CHP İstanbul Milletvekili Umut Oran, Genel Başkan Kemal
Kılıçdaroğlu'nun 18 Şubat 2014 tarihli grup toplantısında yaptığı
konuşmada yer alan yolsuzluk iddialarını haberleştiren Bugün ve
Cumhuriyet Gazetesi muhabirlerine yönelik, 'soruşturmanın
gizliliğini ihlal' ettikleri gerekçesiyle İstanbul Cumhuriyet
Başsavcılığı'nca başlatılan incelemeyi Meclis gündemine taşıdı.
Başbakan Recep Tayyip Erdoğan tarafından yazılı olarak yanıtlanması
istemiyle TBMM Başkanlığı'na soru önergesi veren Oran, Anayasa'nın
83. Maddesine göre "TBMM üyeleri, Meclis çalışmalarındaki oy ve
sözlerinden, Meclis'te ileri sürdükleri düşüncelerden, o oturumdaki
Başkanlık Divanının teklifi üzerine Meclisçe başka bir karar
alınmadıkça bunları Meclis dışında tekrarlamak ve açığa vurmaktan
sorumlu tutulamayacaklarını" belirtti.
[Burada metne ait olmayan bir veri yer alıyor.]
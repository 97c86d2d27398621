use crate::fleet::reading::TelemetryState;
use crate::fleet::vehicle::{extract_city, LifecycleStatus, VehicleIdentity, VehicleRecord};
use crate::prelude::{SimulationError, SimulationResult};
use serde::{Deserialize, Serialize};
use std::sync::{Arc, PoisonError, RwLock, RwLockReadGuard, RwLockWriteGuard};

/// Update produced by the tick loop.
///
/// Carries only the simulated measurements. The lifecycle status belongs to
/// the CRUD surface, except that a grounding tick moves it to maintenance.
#[derive(Debug, Clone, Copy, PartialEq)]
pub struct TelemetryPatch {
    pub fuel_level: f64,
    pub engine_health: f64,
    pub tire_wear: f64,
    pub speed: f64,
    pub grounded: bool,
}

impl TelemetryPatch {
    pub fn from_reading(reading: &TelemetryState, grounded: bool) -> Self {
        Self {
            fuel_level: reading.fuel_level,
            engine_health: reading.engine_health,
            tire_wear: reading.tire_wear,
            speed: reading.speed,
            grounded,
        }
    }
}

/// Update produced by the CRUD surface. `None` fields are left untouched.
#[derive(Debug, Clone, Default, PartialEq, Serialize, Deserialize)]
#[serde(rename_all = "camelCase", default)]
pub struct CrudPatch {
    pub name: Option<String>,
    pub vehicle_type: Option<String>,
    pub location: Option<String>,
    pub fuel_level: Option<f64>,
    pub status: Option<LifecycleStatus>,
}

/// Owned fleet list. Both writers go through the narrow update methods below:
/// the tick loop calls [`FleetStore::apply_telemetry_update`], while the
/// inventory CRUD surface (an external caller) uses `insert`, `remove` and
/// [`FleetStore::apply_crud_update`].
#[derive(Debug, Clone, Default)]
pub struct FleetStore {
    inner: Arc<RwLock<Vec<VehicleRecord>>>,
}

impl FleetStore {
    pub fn new() -> Self {
        Self::default()
    }

    pub fn from_records(records: impl IntoIterator<Item = VehicleRecord>) -> Self {
        let store = Self::new();
        for record in records {
            store.insert(record);
        }
        store
    }

    fn read(&self) -> RwLockReadGuard<'_, Vec<VehicleRecord>> {
        self.inner.read().unwrap_or_else(PoisonError::into_inner)
    }

    fn write(&self) -> RwLockWriteGuard<'_, Vec<VehicleRecord>> {
        self.inner.write().unwrap_or_else(PoisonError::into_inner)
    }

    /// Inserts or replaces by identity, returning the replaced record.
    pub fn insert(&self, record: VehicleRecord) -> Option<VehicleRecord> {
        let mut records = self.write();
        match records.iter_mut().find(|r| r.identity == record.identity) {
            Some(existing) => Some(std::mem::replace(existing, record)),
            None => {
                records.push(record);
                None
            }
        }
    }

    pub fn remove(&self, id: &VehicleIdentity) -> Option<VehicleRecord> {
        let mut records = self.write();
        let index = records.iter().position(|r| &r.identity == id)?;
        Some(records.remove(index))
    }

    pub fn get(&self, id: &VehicleIdentity) -> Option<VehicleRecord> {
        self.read().iter().find(|r| &r.identity == id).cloned()
    }

    pub fn list(&self) -> Vec<VehicleRecord> {
        self.read().clone()
    }

    pub fn contains(&self, id: &VehicleIdentity) -> bool {
        self.read().iter().any(|r| &r.identity == id)
    }

    pub fn len(&self) -> usize {
        self.read().len()
    }

    pub fn is_empty(&self) -> bool {
        self.read().is_empty()
    }

    pub fn apply_crud_update(
        &self,
        id: &VehicleIdentity,
        patch: CrudPatch,
    ) -> SimulationResult<VehicleRecord> {
        let mut records = self.write();
        let record = records
            .iter_mut()
            .find(|r| &r.identity == id)
            .ok_or_else(|| SimulationError::VehicleNotFound(id.clone()))?;

        if let Some(name) = patch.name {
            record.name = name;
        }
        if let Some(vehicle_type) = patch.vehicle_type {
            record.set_vehicle_type(vehicle_type);
        }
        if let Some(location) = patch.location {
            record.city = extract_city(Some(&location));
        }
        if let Some(fuel_level) = patch.fuel_level {
            record.reading.fuel_level = fuel_level;
        }
        if let Some(status) = patch.status {
            record.reading.lifecycle_status = status;
        }
        record.reading = record.reading.clamped();
        Ok(record.clone())
    }

    /// Writes the measured fields and returns the lifecycle status now on
    /// record.
    pub fn apply_telemetry_update(
        &self,
        id: &VehicleIdentity,
        patch: TelemetryPatch,
    ) -> SimulationResult<LifecycleStatus> {
        let mut records = self.write();
        let record = records
            .iter_mut()
            .find(|r| &r.identity == id)
            .ok_or_else(|| SimulationError::VehicleNotFound(id.clone()))?;

        let reading = &mut record.reading;
        reading.fuel_level = patch.fuel_level;
        reading.engine_health = patch.engine_health;
        reading.tire_wear = patch.tire_wear;
        reading.speed = patch.speed;
        if patch.grounded {
            reading.lifecycle_status = LifecycleStatus::UnderMaintenance;
        }
        *reading = reading.clamped();
        Ok(reading.lifecycle_status)
    }
}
Oran, Başbakan Erdoğan'dan
şu soruların yanıtını istedi:
"CHP Genel Başkanı Sayın Kılıçdaroğlu'nun son iki haftadır TBMM
Grup toplantısında, mahkemenin "Büyük Rüşvet ve Yolsuzluk
Soruşturması' kapsamında verdiği yasal izinle yapılan telefon
dinleme kayıtlarını dinletmesi üzerine savcılara yaptığınız sözlü
suç duyurusu üzerine söz konusu haberleri yapan gazeteciler
hakkında soruşturma açılması rastlantı mıdır?
Temel basın görevini yerine getirerek ana muhalefet partisinin grup
toplantısını haberleştirmek isteyen gazeteciler için de ayrıca
girişiminiz oldu mu? Bugün ve Cumhuriyet muhabirlerine yönelik
olarak özel bir suç duyurusunda bulundunuz mu?
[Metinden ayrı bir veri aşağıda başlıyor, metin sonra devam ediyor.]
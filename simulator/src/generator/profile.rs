use fleetcore::fleet::{TelemetryState, VehicleRecord};
use rand::{rngs::StdRng, Rng, SeedableRng};
use serde::{Deserialize, Serialize};

const MODELS: [(&str, &str); 5] = [
    ("Cargo Van", "Diesel Van"),
    ("City Runner", "EV Hatchback"),
    ("Hauler", "Diesel Truck"),
    ("Shuttle", "Petrol Minibus"),
    ("Courier", "EV Van"),
];

const LOCATIONS: [&str; 4] = [
    "Park Street, Kolkata",
    "Connaught Place, New Delhi",
    "Andheri East, Mumbai",
    "Whitefield, Bengaluru",
];

/// Settings for generating a synthetic fleet.
#[derive(Debug, Clone, Serialize, Deserialize)]
#[serde(default)]
pub struct FleetProfile {
    pub count: usize,
    pub seed: u64,
    pub prefix: String,
}

impl Default for FleetProfile {
    fn default() -> Self {
        Self {
            count: 6,
            seed: 0,
            prefix: "FLT".into(),
        }
    }
}

/// Builds `count` available vehicles with randomised starting readings.
pub fn build_fleet(profile: &FleetProfile) -> Vec<VehicleRecord> {
    let mut rng = StdRng::seed_from_u64(profile.seed);

    (0..profile.count)
        .map(|index| {
            let (name, vehicle_type) = MODELS[rng.gen_range(0..MODELS.len())];
            let location = LOCATIONS[index % LOCATIONS.len()];
            let reading = TelemetryState::new(
                f64::from(rng.gen_range(20u8..=100)),
                f64::from(rng.gen_range(60u8..=100)),
                f64::from(rng.gen_range(0u8..=40)),
            );
            VehicleRecord::new(
                format!("{}-{:03}", profile.prefix, index + 1),
                name,
                vehicle_type,
            )
            .with_location(Some(location))
            .with_reading(reading)
        })
        .collect()
}

#[cfg(test)]
mod tests {
    use super::*;
    use fleetcore::fleet::{EnergySource, LifecycleStatus};

    #[test]
    fn generator_builds_requested_count_with_unique_ids() {
        let fleet = build_fleet(&FleetProfile {
            count: 12,
            ..Default::default()
        });
        assert_eq!(fleet.len(), 12);
        assert_eq!(fleet[0].identity.as_str(), "FLT-001");
        assert_eq!(fleet[11].identity.as_str(), "FLT-012");
        assert!(fleet
            .iter()
            .all(|v| v.status() == LifecycleStatus::Available));
    }

    #[test]
    fn generator_readings_stay_in_profile_ranges() {
        let fleet = build_fleet(&FleetProfile {
            count: 50,
            seed: 9,
            prefix: "T".into(),
        });
        for vehicle in &fleet {
            assert!((20.0..=100.0).contains(&vehicle.reading.fuel_level));
            assert!((60.0..=100.0).contains(&vehicle.reading.engine_health));
            assert!((0.0..=40.0).contains(&vehicle.reading.tire_wear));
        }
        assert!(fleet.iter().any(|v| v.energy == EnergySource::Battery));
    }

    #[test]
    fn same_seed_same_fleet() {
        let profile = FleetProfile {
            count: 8,
            seed: 3,
            ..Default::default()
        };
        assert_eq!(build_fleet(&profile), build_fleet(&profile));
    }
}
Yasama dokunulmazlığı kapsamında söylenen sözleri haberleştirmek de
yasalara uygunken, bunu haberleştiren muhabirlere suç duyurusunda
bulunmanızın yasal gerekçesi nedir? ABD'de veya AB'de bu tür bir
uygulama var mıdır?
Anamuhalefet Partisi Liderinin, CHP milletvekillerine ve
yurttaşlara seslendiği haftalık grup konuşmasında neler konuşması
gerektiğine de mi siz karar vereceksiniz, konuşmalar öncesinde
sizden izin almak mı gerekiyor? Dünyada demokrasi ile yönetilen
başka herhangi bir ülkede böyle bir uygulama var mıdır?
"Gazetecilere açılan bu soruşturmayla muhalefetin sesi kısılmak
isteniyor' şeklinde kamuoyunda oluşan algının gerçeklik payı nedir?
Bu soruşturma, AKP hükümeti aleyhine haber yapılmaması için basının
doğrudan sansür edilmesi anlamına gelmiyor mu?
2003 - 2013 yılları arasında, hakkında suç duyurusunda
bulunduğunuz, hakaret davası açtığınız gazeteci, muhabir ve gazete
köşe yazarı sayısı yıllar itibariyle kaçtır?"